While that satisfies the ability to implement the code, it says nothing about how we might decide on a complex model to a real-world solution. If there is art left in programming, much of it comes directly from this issue. What’s most obvious is that the construction of sophisticated models needs to be prototyped long before the time is spent to implement them, so that its suitability can be quickly rearranged as needed. The other point is that because of the intrinsic complexity, this type of modeling needs to be built from the bottom-up, while still being able to understand the top-down imposed context. Whiteboards, creativity and a lot of discussions seem to be the best tools for arriving at decent results. Realistically this is actually more of an analysis problem than a coding one. The structure of the data drives the behavior, the code just needs to be aware of what it is supposed to be, and handle it in a consistent manner.

Some programmers would rather avoid this whole brand of complexity and stick to masses of independent static variables, but it is inevitable that larger, more complex, structural relationships will become increasingly common as the user’s requirements for their software gradually get more sophisticated. A good example of this being the non-trivial data-structures that underpin spreadsheets. They have only gained in popularity since they were invented. Their complexity unleashed power-users to solve programmatic issues for themselves that were unimaginable before this technology existed. That higher level of sophistication is sorely needed for many other domain-based problems, but currently, they are too often encoded statically. We’ve been making very painfully slow progress in this area, but it is progress and it will continue as users increasingly learn what is really possible with software.

Thinking of the possible variable arrangements as structural relationships between containers makes it fairly straightforward to understand how to represent increasingly complex real-world data. With tighter definitions, we can avoid the disorganization brought on by vagueness, which will also cut down on bugs. Software is always founded on really simple concepts, the definition of a Turing machine for example, but we have built on top of this a lot of artificial complexity due to needless variations. Being a little stricter with our understanding allows us to return to minimal complexity, thus letting us focus our efforts on achieving both sophistication and predictability. If we want better software, we have to detach from the sloppiness of the past.

Sunday, November 8, 2015

Software Engineering

The standard definition for engineering from Wikipedia is:

Engineering is the application of mathematics, empirical evidence and scientific, economic, social, and practical knowledge in order to invent, design, build, maintain, research, and improve structures, machines, tools, systems, components, materials, and processes.

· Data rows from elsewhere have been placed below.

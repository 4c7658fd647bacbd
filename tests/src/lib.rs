//! Intentionally empty: this member exists for its `tests/` targets.
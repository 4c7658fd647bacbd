#![forbid(unsafe_code)]

mod advisor;
mod estimator;
mod types;

pub use advisor::QualityAdvisor;
pub use estimator::{Estimator, ThroughputEstimator};
pub use types::{QualityLevel, QualityOptions, SampleSource, TransferSample};
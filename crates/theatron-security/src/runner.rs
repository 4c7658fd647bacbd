use std::sync::Arc;

use async_trait::async_trait;
use serde_json::{json, Value};
use theatron_core::{ContentId, SessionId, UserId};
use theatron_net::Net;
use url::Url;

use crate::{
    error::SecurityError,
    result::{StepDetails, StepResult},
    step::StepKind,
};

/// Context shared by every step of one run. Later steps may rely on the
/// server having seen the earlier ones for this session.
#[derive(Clone, Debug)]
pub struct RunContext {
    pub session_id: SessionId,
    pub user_id: UserId,
    pub content_id: ContentId,
}

/// Executes a single validation step against the backend.
#[cfg_attr(
    any(test, feature = "test-utils"),
    unimock::unimock(api = CheckRunnerMock)
)]
#[async_trait]
pub trait CheckRunner: Send + Sync {
    async fn execute(
        &self,
        step: StepKind,
        ctx: &RunContext,
    ) -> Result<StepResult, SecurityError>;
}

/// Production runner posting each step to the validation endpoint.
pub struct HttpCheckRunner {
    net: Arc<dyn Net>,
    endpoint: Url,
}

impl HttpCheckRunner {
    pub fn new(net: Arc<dyn Net>, endpoint: Url) -> Self {
        Self { net, endpoint }
    }

    fn parse_response(body: Value) -> Result<StepResult, SecurityError> {
        let object = body
            .as_object()
            .ok_or_else(|| SecurityError::MalformedResponse("not an object".into()))?;

        let valid = object
            .get("valid")
            .and_then(Value::as_bool)
            .ok_or_else(|| SecurityError::MalformedResponse("missing `valid`".into()))?;
        let message = object
            .get("message")
            .and_then(Value::as_str)
            .unwrap_or_default()
            .to_string();

        let mut details =
            StepDetails::from_wire(object.get("details").cloned().unwrap_or(Value::Null));

        // Optional scanner output rides along inside the extension map.
        if let Some(scan_results) = object.get("scanResults") {
            details = match details {
                StepDetails::None => {
                    let mut extra = serde_json::Map::new();
                    extra.insert("scan_results".into(), scan_results.clone());
                    StepDetails::Extra { extra }
                }
                StepDetails::Device { device_id, trusted, mut extra } => {
                    extra.insert("scan_results".into(), scan_results.clone());
                    StepDetails::Device { device_id, trusted, extra }
                }
                StepDetails::Geo { country, allowed, mut extra } => {
                    extra.insert("scan_results".into(), scan_results.clone());
                    StepDetails::Geo { country, allowed, extra }
                }
                StepDetails::Fraud { ip_reputation, behavior, mut extra } => {
                    extra.insert("scan_results".into(), scan_results.clone());
                    StepDetails::Fraud { ip_reputation, behavior, extra }
                }
                StepDetails::ContentRating { required, actual, mut extra } => {
                    extra.insert("scan_results".into(), scan_results.clone());
                    StepDetails::ContentRating { required, actual, extra }
                }
                StepDetails::Extra { mut extra } => {
                    extra.insert("scan_results".into(), scan_results.clone());
                    StepDetails::Extra { extra }
                }
            };
        }

        Ok(StepResult {
            valid,
            message,
            details,
        })
    }
}

#[async_trait]
impl CheckRunner for HttpCheckRunner {
    async fn execute(
        &self,
        step: StepKind,
        ctx: &RunContext,
    ) -> Result<StepResult, SecurityError> {
        let body = json!({
            "step": step,
            "sessionId": ctx.session_id,
            "userId": &ctx.user_id,
            "contentId": &ctx.content_id,
        });

        let response = self.net.post_json(self.endpoint.clone(), body, None).await?;
        Self::parse_response(response)
    }
}
#![forbid(unsafe_code)]

use crate::{ContinuityEvent, PlayerEvent, QualityEvent, SecurityEvent, TelemetryEvent};

/// Unified event for the full watch session.
///
/// Hierarchical: each subsystem has its own variant with a sub-enum.
#[derive(Clone, Debug)]
pub enum Event {
    /// Playback clock event.
    Player(PlayerEvent),
    /// Episode continuity event.
    Continuity(ContinuityEvent),
    /// Quality advisor event.
    Quality(QualityEvent),
    /// Security validation event.
    Security(SecurityEvent),
    /// Telemetry channel event.
    Telemetry(TelemetryEvent),
}

impl From<PlayerEvent> for Event {
    fn from(e: PlayerEvent) -> Self {
        Self::Player(e)
    }
}

impl From<ContinuityEvent> for Event {
    fn from(e: ContinuityEvent) -> Self {
        Self::Continuity(e)
    }
}

impl From<QualityEvent> for Event {
    fn from(e: QualityEvent) -> Self {
        Self::Quality(e)
    }
}

impl From<SecurityEvent> for Event {
    fn from(e: SecurityEvent) -> Self {
        Self::Security(e)
    }
}

impl From<TelemetryEvent> for Event {
    fn from(e: TelemetryEvent) -> Self {
        Self::Telemetry(e)
    }
}
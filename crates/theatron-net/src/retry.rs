use std::time::Duration;

use async_trait::async_trait;
use serde_json::Value;
use tokio::time::sleep;
use url::Url;

use crate::{
    error::NetError,
    traits::Net,
    types::{Headers, RetryPolicy},
};

#[cfg_attr(
    any(test, feature = "test-utils"),
    unimock::unimock(api = RetryClassifierMock)
)]
pub trait RetryClassifier {
    fn should_retry(&self, error: &NetError) -> bool;
}

#[derive(Default)]
pub struct DefaultRetryClassifier;

impl DefaultRetryClassifier {
    pub fn new() -> Self {
        Self
    }
}

impl RetryClassifier for DefaultRetryClassifier {
    fn should_retry(&self, error: &NetError) -> bool {
        error.is_retryable()
    }
}

pub struct DefaultRetryPolicy {
    classifier: DefaultRetryClassifier,
    policy: RetryPolicy,
}

impl DefaultRetryPolicy {
    pub fn new(policy: RetryPolicy) -> Self {
        Self {
            classifier: DefaultRetryClassifier,
            policy,
        }
    }
}

#[cfg_attr(
    any(test, feature = "test-utils"),
    unimock::unimock(api = RetryPolicyMock)
)]
pub trait RetryPolicyTrait: Send + Sync {
    fn should_retry(&self, error: &NetError, attempt: u32) -> bool;
    fn delay_for_attempt(&self, attempt: u32) -> Duration;
    fn max_attempts(&self) -> u32;
}

impl RetryPolicyTrait for DefaultRetryPolicy {
    fn should_retry(&self, error: &NetError, attempt: u32) -> bool {
        if attempt >= self.policy.max_attempts {
            return false;
        }
        self.classifier.should_retry(error)
    }

    fn delay_for_attempt(&self, attempt: u32) -> Duration {
        self.policy.delay_for_attempt(attempt)
    }

    fn max_attempts(&self) -> u32 {
        self.policy.max_attempts
    }
}

/// Retry decorator for Net implementations.
pub struct RetryNet<N, P> {
    inner: N,
    retry_policy: P,
}

impl<N: Net, P: RetryPolicyTrait> RetryNet<N, P> {
    pub fn new(inner: N, retry_policy: P) -> Self {
        Self {
            inner,
            retry_policy,
        }
    }

    async fn run<F, Fut>(&self, mut call: F) -> Result<Value, NetError>
    where
        F: FnMut() -> Fut,
        Fut: std::future::Future<Output = Result<Value, NetError>> + Send,
    {
        let mut last_error = None;

        for attempt in 0..=self.retry_policy.max_attempts() {
            match call().await {
                Ok(value) => return Ok(value),
                Err(error) => {
                    if !self.retry_policy.should_retry(&error, attempt) {
                        return Err(error);
                    }
                    tracing::debug!(attempt, error = %error, "request failed, retrying");
                    last_error = Some(error);

                    if attempt < self.retry_policy.max_attempts() {
                        let delay = self.retry_policy.delay_for_attempt(attempt + 1);
                        sleep(delay).await;
                    }
                }
            }
        }

        Err(NetError::RetryExhausted {
            max_attempts: self.retry_policy.max_attempts(),
            source: Box::new(last_error.unwrap_or(NetError::Timeout)),
        })
    }
}

#[async_trait]
impl<N: Net, P: RetryPolicyTrait> Net for RetryNet<N, P> {
    async fn get_json(&self, url: Url, headers: Option<Headers>) -> Result<Value, NetError> {
        self.run(|| self.inner.get_json(url.clone(), headers.clone()))
            .await
    }

    async fn post_json(
        &self,
        url: Url,
        body: Value,
        headers: Option<Headers>,
    ) -> Result<Value, NetError> {
        self.run(|| self.inner.post_json(url.clone(), body.clone(), headers.clone()))
            .await
    }
}
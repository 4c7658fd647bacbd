#![forbid(unsafe_code)]

mod clock;
mod element;
mod error;
mod types;

#[cfg(any(test, feature = "test-utils"))]
pub mod mock;

pub use clock::{PlaybackClock, PlayOptions};
pub use element::{ElementError, ElementEvent, MediaElement};
pub use error::PlayError;
pub use types::{BufferedRanges, PlaybackState, TimeRange};
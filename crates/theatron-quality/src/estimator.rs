#[cfg(test)]
use mockall::automock;

use crate::types::{SampleSource, TransferSample};

/// Trait for throughput estimation strategies.
///
/// Lets the advisor be tested with scripted estimates.
#[cfg_attr(test, automock)]
pub trait Estimator: Send {
    /// Estimated throughput in bits per second, `None` before any usable
    /// sample arrived.
    fn estimate_bps(&self) -> Option<u64>;

    /// Feed one observed transfer.
    fn push_sample(&mut self, sample: TransferSample);

    /// Forget accumulated state (source change).
    fn reset(&mut self);
}

/// Smoothed throughput estimate over recent transfers.
///
/// Two exponentially weighted averages with different half-lives: the fast
/// one reacts to drops, the slow one rides out spikes. The reported
/// estimate is the lower of the two, so the UI never overpromises.
#[derive(Clone, Debug, Default)]
pub struct ThroughputEstimator {
    fast: Ewma,
    slow: Ewma,
}

impl ThroughputEstimator {
    const FAST_HALF_LIFE_SECS: f64 = 3.0;
    const SLOW_HALF_LIFE_SECS: f64 = 12.0;
    /// Transfers smaller than this say more about request latency than
    /// about bandwidth.
    const MIN_SAMPLE_BYTES: u64 = 24_000;
    const MIN_SAMPLE_MS: f64 = 1.0;

    #[must_use]
    pub fn new() -> Self {
        Self {
            fast: Ewma::with_half_life(Self::FAST_HALF_LIFE_SECS),
            slow: Ewma::with_half_life(Self::SLOW_HALF_LIFE_SECS),
        }
    }
}

impl Estimator for ThroughputEstimator {
    fn estimate_bps(&self) -> Option<u64> {
        let estimate = self.fast.value().min(self.slow.value());
        (estimate > 0.0).then(|| estimate.round() as u64)
    }

    fn push_sample(&mut self, sample: TransferSample) {
        if sample.source != SampleSource::Network {
            return;
        }
        if sample.bytes < Self::MIN_SAMPLE_BYTES {
            return;
        }

        let millis = (sample.duration.as_secs_f64() * 1000.0).max(Self::MIN_SAMPLE_MS);
        let bps = (sample.bytes as f64) * 8000.0 / millis;
        let weight_secs = millis / 1000.0;

        self.fast.observe(weight_secs, bps);
        self.slow.observe(weight_secs, bps);
    }

    fn reset(&mut self) {
        *self = Self::new();
    }
}

#[derive(Clone, Debug)]
struct Ewma {
    alpha: f64,
    estimate: f64,
    total_weight: f64,
}

impl Default for Ewma {
    fn default() -> Self {
        Self::with_half_life(1.0)
    }
}

impl Ewma {
    fn with_half_life(half_life_secs: f64) -> Self {
        Self {
            alpha: f64::exp(0.5_f64.ln() / half_life_secs.max(0.001)),
            estimate: 0.0,
            total_weight: 0.0,
        }
    }

    fn observe(&mut self, weight: f64, value: f64) {
        let adjusted = self.alpha.powf(weight.max(0.0));
        self.estimate = value * (1.0 - adjusted) + adjusted * self.estimate;
        self.total_weight += weight.max(0.0);
    }

    fn value(&self) -> f64 {
        if self.total_weight <= 0.0 {
            return 0.0;
        }
        // Startup correction: early samples carry partial weight.
        let correction = 1.0 - self.alpha.powf(self.total_weight);
        self.estimate / correction.max(1e-6)
    }
}
use std::time::Duration;

use theatron_core::{ContentId, SeriesId};
use url::Url;

/// One episode of a series, ordered by `ordinal`.
#[derive(Clone, Debug, PartialEq)]
pub struct EpisodeRef {
    pub id: ContentId,
    pub series_id: SeriesId,
    pub ordinal: u32,
    pub duration: Duration,
    /// Single-rendition media source for this episode.
    pub media_url: Url,
}

impl EpisodeRef {
    pub fn new(
        id: impl Into<ContentId>,
        series_id: impl Into<SeriesId>,
        ordinal: u32,
        duration: Duration,
        media_url: Url,
    ) -> Self {
        Self {
            id: id.into(),
            series_id: series_id.into(),
            ordinal,
            duration,
            media_url,
        }
    }
}
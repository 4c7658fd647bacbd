use theatron_core::{watched_fraction, ContentId, WATCHED_FRACTION};
use theatron_storage::ProgressStore;
use tracing::warn;

use crate::{episode::EpisodeRef, error::ContinuityError, ContinuityResult};

/// Ordinal-sorted view of one series.
#[derive(Clone, Debug)]
pub struct SeriesIndex {
    episodes: Vec<EpisodeRef>,
}

impl SeriesIndex {
    /// Build an index from an unordered episode list.
    pub fn new(mut episodes: Vec<EpisodeRef>) -> ContinuityResult<Self> {
        if episodes.is_empty() {
            return Err(ContinuityError::EmptySeries);
        }
        episodes.sort_by_key(|e| e.ordinal);
        Ok(Self { episodes })
    }

    pub fn episodes(&self) -> &[EpisodeRef] {
        &self.episodes
    }

    pub fn len(&self) -> usize {
        self.episodes.len()
    }

    pub fn is_empty(&self) -> bool {
        self.episodes.is_empty()
    }

    pub fn position_of(&self, id: &ContentId) -> Option<usize> {
        self.episodes.iter().position(|e| &e.id == id)
    }

    pub fn get(&self, index: usize) -> Option<&EpisodeRef> {
        self.episodes.get(index)
    }

    /// Resolve the episode to start with.
    ///
    /// Precedence: the URL-supplied episode when it belongs to the series,
    /// then the first episode not yet watched to the 90% threshold, then
    /// the first episode outright. A URL episode deliberately wins over
    /// progress state so shared links always land where they point.
    pub fn resolve_initial(
        &self,
        url_episode: Option<&ContentId>,
        store: &dyn ProgressStore,
    ) -> usize {
        if let Some(id) = url_episode {
            if let Some(index) = self.position_of(id) {
                return index;
            }
            warn!(episode = %id, "url episode not in series, falling back");
        }

        self.episodes
            .iter()
            .position(|episode| !Self::is_watched(episode, store))
            .unwrap_or(0)
    }

    fn is_watched(episode: &EpisodeRef, store: &dyn ProgressStore) -> bool {
        let progress = match store.load(&episode.id) {
            Ok(progress) => progress,
            Err(e) => {
                warn!(error = %e, episode = %episode.id, "progress load failed");
                None
            }
        };
        match progress {
            Some(position) => watched_fraction(position, episode.duration) >= WATCHED_FRACTION,
            None => false,
        }
    }
}
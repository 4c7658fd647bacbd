use thiserror::Error;

#[derive(Debug, Error, Clone)]
#[non_exhaustive]
pub enum TelemetryError {
    #[error("connect failed: {0}")]
    Connect(String),

    #[error("channel is not connected")]
    NotConnected,

    #[error("wire frame malformed: {0}")]
    Malformed(String),
}

pub type TelemetryResult<T> = Result<T, TelemetryError>;
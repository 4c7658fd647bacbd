use std::{
    sync::Arc,
    time::{Duration, Instant},
};

use parking_lot::Mutex;
use theatron_core::ContentId;
use theatron_events::{EventBus, PlayerEvent};
use theatron_storage::ProgressStore;
use tokio_util::sync::CancellationToken;
use tracing::{debug, warn};
use url::Url;

use crate::{
    element::{ElementError, ElementEvent, MediaElement},
    error::PlayError,
    types::{BufferedRanges, PlaybackState},
};

#[derive(Clone, Debug)]
pub struct PlayOptions {
    /// How long a "waiting for data" condition must persist before the
    /// clock reports buffering. Brief stalls never reach the UI.
    pub buffering_debounce: Duration,
    /// Minimum spacing between applied position updates.
    pub time_update_throttle: Duration,
    /// Cadence of position persistence while playing.
    pub persist_interval: Duration,
    /// Cadence of the internal ticker driving debounce and persistence.
    pub tick_interval: Duration,
}

impl Default for PlayOptions {
    fn default() -> Self {
        Self {
            buffering_debounce: Duration::from_millis(800),
            time_update_throttle: Duration::from_millis(100),
            persist_interval: Duration::from_secs(3),
            tick_interval: Duration::from_millis(250),
        }
    }
}

struct ClockInner {
    content: Option<ContentId>,
    source: Option<Url>,
    state: PlaybackState,
    /// Saved position to restore once metadata arrives. Cleared by a
    /// superseding attach.
    pending_restore: Option<Duration>,
    /// Seek target in flight; position reads keep the pre-seek value until
    /// the element confirms.
    pending_seek: Option<Duration>,
    waiting_since: Option<Instant>,
    last_time_update: Option<Instant>,
    last_persist: Option<Instant>,
}

impl ClockInner {
    fn new() -> Self {
        Self {
            content: None,
            source: None,
            state: PlaybackState::default(),
            pending_restore: None,
            pending_seek: None,
            waiting_since: None,
            last_time_update: None,
            last_persist: None,
        }
    }

    fn clamp_to_duration(&self, target: Duration) -> Duration {
        match self.state.duration {
            Some(duration) => target.min(duration),
            None => target,
        }
    }
}

/// Owns the timing state of the attached media source.
///
/// The clock is a sync state machine: the embedding layer forwards element
/// callbacks into [`handle_event`](Self::handle_event), and a ticker task
/// (see [`spawn_ticker`](Self::spawn_ticker)) drives time-based behavior —
/// the buffering debounce and periodic position persistence. All externally
/// observable changes are published as [`PlayerEvent`]s.
pub struct PlaybackClock {
    element: Arc<dyn MediaElement>,
    store: Arc<dyn ProgressStore>,
    bus: EventBus,
    opts: PlayOptions,
    inner: Mutex<ClockInner>,
}

impl PlaybackClock {
    pub fn new(
        element: Arc<dyn MediaElement>,
        store: Arc<dyn ProgressStore>,
        bus: EventBus,
        opts: PlayOptions,
    ) -> Self {
        Self {
            element,
            store,
            bus,
            opts,
            inner: Mutex::new(ClockInner::new()),
        }
    }

    /// Bind a new media source, resetting all timing state.
    ///
    /// If `saved_position` is given it is restored with a one-shot seek
    /// once metadata loads (and only if it is inside the duration).
    /// Attaching the already-current source is a no-op, so re-selecting
    /// the current episode never resets playback. Attaching a different
    /// source supersedes the previous one: its pending restore and seek
    /// are discarded.
    pub fn attach(&self, content: ContentId, source: Url, saved_position: Option<Duration>) {
        let mut inner = self.inner.lock();
        if inner.source.as_ref() == Some(&source) {
            debug!(%source, "attach skipped: source unchanged");
            return;
        }

        *inner = ClockInner::new();
        inner.content = Some(content);
        inner.source = Some(source.clone());
        inner.state.is_loading = true;
        inner.pending_restore = saved_position;
        drop(inner);

        self.element.load(&source);
        self.bus.publish(PlayerEvent::SourceAttached);
    }

    /// Snapshot of the current playback state.
    #[must_use]
    pub fn state(&self) -> PlaybackState {
        self.inner.lock().state.clone()
    }

    /// Current position. While a seek is in flight this returns the
    /// pre-seek value, so the UI timeline does not flicker.
    #[must_use]
    pub fn position(&self) -> Duration {
        self.inner.lock().state.position
    }

    /// Toggle play/pause.
    ///
    /// An autoplay-policy refusal is surfaced as
    /// [`PlayerEvent::AutoplayBlocked`] and is not an error.
    pub fn toggle_play(&self) -> Result<(), PlayError> {
        let mut inner = self.inner.lock();
        if inner.source.is_none() {
            return Err(PlayError::NoSource);
        }

        if inner.state.is_playing {
            inner.state.is_playing = false;
            drop(inner);
            self.element.pause();
            self.bus.publish(PlayerEvent::PlayingChanged { playing: false });
            return Ok(());
        }
        drop(inner);

        match self.element.play() {
            Ok(()) => {
                self.inner.lock().state.is_playing = true;
                self.bus.publish(PlayerEvent::PlayingChanged { playing: true });
            }
            Err(ElementError::AutoplayBlocked) => {
                self.bus.publish(PlayerEvent::AutoplayBlocked);
            }
            Err(ElementError::Failed(message)) => {
                warn!(%message, "element failed to start playback");
                self.fail(message);
            }
        }
        Ok(())
    }

    /// Seek to `target`, clamped into `[0, duration]`. Returns the clamped
    /// target. Position reads keep the pre-seek value until the element
    /// confirms via [`ElementEvent::Seeked`].
    pub fn seek(&self, target: Duration) -> Result<Duration, PlayError> {
        let mut inner = self.inner.lock();
        if inner.source.is_none() {
            return Err(PlayError::NoSource);
        }

        let clamped = inner.clamp_to_duration(target);
        inner.state.is_seeking = true;
        inner.pending_seek = Some(clamped);
        inner.waiting_since = None;
        drop(inner);

        self.element.request_seek(clamped);
        self.bus.publish(PlayerEvent::SeekStarted { target: clamped });
        Ok(clamped)
    }

    /// Skip by `delta_secs` (negative rewinds), clamped into
    /// `[0, duration]`. Returns the resulting target.
    pub fn skip(&self, delta_secs: f64) -> Result<Duration, PlayError> {
        let current = {
            let inner = self.inner.lock();
            if inner.source.is_none() {
                return Err(PlayError::NoSource);
            }
            inner.state.position
        };

        let target_secs = (current.as_secs_f64() + delta_secs).max(0.0);
        self.seek(Duration::from_secs_f64(target_secs))
    }

    /// Apply one element notification. `now` is the arrival instant.
    pub fn handle_event(&self, event: ElementEvent, now: Instant) {
        match event {
            ElementEvent::MetadataLoaded { duration } => self.on_metadata(duration),
            ElementEvent::TimeUpdate { position } => self.on_time_update(position, now),
            ElementEvent::BufferedChanged { ranges } => {
                self.inner.lock().state.buffered = BufferedRanges::new(ranges);
            }
            ElementEvent::Waiting => {
                let mut inner = self.inner.lock();
                if inner.state.is_playing && !inner.state.is_seeking
                    && inner.waiting_since.is_none()
                {
                    inner.waiting_since = Some(now);
                }
            }
            ElementEvent::Playing | ElementEvent::CanPlay => self.on_ready(),
            ElementEvent::Seeked => self.on_seeked(),
            ElementEvent::Ended => self.on_ended(),
            ElementEvent::Error { message } => {
                warn!(%message, "media element error");
                self.fail(message);
            }
        }
    }

    /// Drive time-based behavior: the buffering debounce and periodic
    /// persistence. Called by the ticker task; tests call it directly with
    /// synthetic instants.
    pub fn tick(&self, now: Instant) {
        self.check_buffering_debounce(now);
        self.maybe_persist(now);
    }

    /// Spawn the ticker driving [`tick`](Self::tick) until `cancel` fires.
    pub fn spawn_ticker(
        self: &Arc<Self>,
        cancel: CancellationToken,
    ) -> tokio::task::JoinHandle<()> {
        let clock = Arc::clone(self);
        tokio::spawn(async move {
            let mut interval = tokio::time::interval(clock.opts.tick_interval);
            loop {
                tokio::select! {
                    () = cancel.cancelled() => break,
                    _ = interval.tick() => clock.tick(Instant::now()),
                }
            }
        })
    }

    /// Hard-stop playback and detach the source (forced disconnect or
    /// session teardown). State degrades to the "no playable video" view.
    pub fn stop(&self) {
        let was_attached = {
            let mut inner = self.inner.lock();
            let was_attached = inner.source.is_some();
            *inner = ClockInner::new();
            was_attached
        };
        if was_attached {
            self.element.pause();
            self.bus.publish(PlayerEvent::PlayingChanged { playing: false });
        }
    }

    fn on_metadata(&self, duration: Duration) {
        let restore = {
            let mut inner = self.inner.lock();
            inner.state.duration = Some(duration);
            inner.state.is_loading = false;
            match inner.pending_restore.take() {
                Some(saved) if saved < duration => Some(saved),
                _ => None,
            }
        };

        self.bus.publish(PlayerEvent::DurationChanged { duration });

        if let Some(position) = restore {
            debug!(?position, "restoring saved position");
            if self.seek(position).is_ok() {
                self.bus.publish(PlayerEvent::PositionRestored { position });
            }
        }
    }

    fn on_time_update(&self, position: Duration, now: Instant) {
        let resumed = {
            let mut inner = self.inner.lock();
            if inner.state.is_seeking {
                return;
            }
            if let Some(last) = inner.last_time_update {
                if now.duration_since(last) < self.opts.time_update_throttle {
                    return;
                }
            }
            inner.last_time_update = Some(now);
            inner.state.position = inner.clamp_to_duration(position);

            // The media advanced, so any stall is over.
            inner.waiting_since = None;
            let resumed = inner.state.is_buffering;
            inner.state.is_buffering = false;
            resumed
        };
        if resumed {
            self.bus.publish(PlayerEvent::BufferingChanged { buffering: false });
        }
    }

    fn on_ready(&self) {
        let resumed = {
            let mut inner = self.inner.lock();
            inner.waiting_since = None;
            inner.state.is_loading = false;
            let resumed = inner.state.is_buffering;
            inner.state.is_buffering = false;
            resumed
        };
        if resumed {
            self.bus.publish(PlayerEvent::BufferingChanged { buffering: false });
        }
    }

    fn on_seeked(&self) {
        let position = {
            let mut inner = self.inner.lock();
            inner.state.is_seeking = false;
            if let Some(target) = inner.pending_seek.take() {
                inner.state.position = inner.clamp_to_duration(target);
            }
            inner.state.position
        };
        self.bus.publish(PlayerEvent::SeekCompleted { position });
    }

    fn on_ended(&self) {
        let content = {
            let mut inner = self.inner.lock();
            inner.state.is_playing = false;
            inner.waiting_since = None;
            inner.last_persist = None;
            inner.content.clone()
        };

        // Finished content restarts from zero next time.
        if let Some(content) = content {
            if let Err(e) = self.store.remove(&content) {
                warn!(error = %e, %content, "failed to clear persisted position");
            }
        }
        self.bus.publish(PlayerEvent::DidPlayToEnd);
    }

    fn fail(&self, message: String) {
        {
            let mut inner = self.inner.lock();
            inner.state.is_loading = false;
            inner.state.is_buffering = false;
            inner.state.is_playing = false;
            inner.waiting_since = None;
        }
        self.bus.publish(PlayerEvent::PlaybackFailed { message });
    }

    fn check_buffering_debounce(&self, now: Instant) {
        let entered = {
            let mut inner = self.inner.lock();
            let stalled = matches!(
                inner.waiting_since,
                Some(since) if now.duration_since(since) >= self.opts.buffering_debounce
            );
            if stalled
                && inner.state.is_playing
                && !inner.state.is_seeking
                && !inner.state.is_buffering
            {
                inner.state.is_buffering = true;
                true
            } else {
                false
            }
        };
        if entered {
            self.bus.publish(PlayerEvent::BufferingChanged { buffering: true });
        }
    }

    fn maybe_persist(&self, now: Instant) {
        let to_persist = {
            let mut inner = self.inner.lock();
            let position = inner.state.position;
            let has_duration = inner.state.duration.is_some_and(|d| !d.is_zero());
            if position.is_zero() || !has_duration {
                return;
            }
            let due = match inner.last_persist {
                None => true,
                Some(last) => now.duration_since(last) >= self.opts.persist_interval,
            };
            if !due {
                return;
            }
            inner.last_persist = Some(now);
            inner.content.clone().map(|content| (content, position))
        };

        if let Some((content, position)) = to_persist {
            if let Err(e) = self.store.save(&content, position) {
                warn!(error = %e, %content, "failed to persist playback position");
            }
        }
    }
}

But I like it to simplify it into just two rules:

  1. Understanding something really deeply.
  2. Utilizing that knowledge to build stuff with predictable behavior.

With the added caveat that by ‘predictable behavior’ I mean that it is predictable for ‘all’ possible circumstances in the real world. That’s not to say that it must withstand everything that could be thrown at it, but rather that given something unexpected, the behavior is not. There is no need to guess, it can be predicted and will do exactly as expected. Obviously, there is a strong tie between the actual depth of the knowledge and the accuracy of these predictions.

The tricky part about engineering good software is acquiring enough deep knowledge. Although the existing underlying software is deterministic and explicitly built by people, it has been expanding so rapidly over the last five decades that it has become exceptionally convoluted. Each individual technology has blurry conventions and lots of quirky behavior. It becomes difficult to both properly utilize the technology and mitigate it under adverse conditions. Getting something to ‘sort of’ work is not too difficult, but getting it to behave reliably is extraordinarily complex and time-consuming.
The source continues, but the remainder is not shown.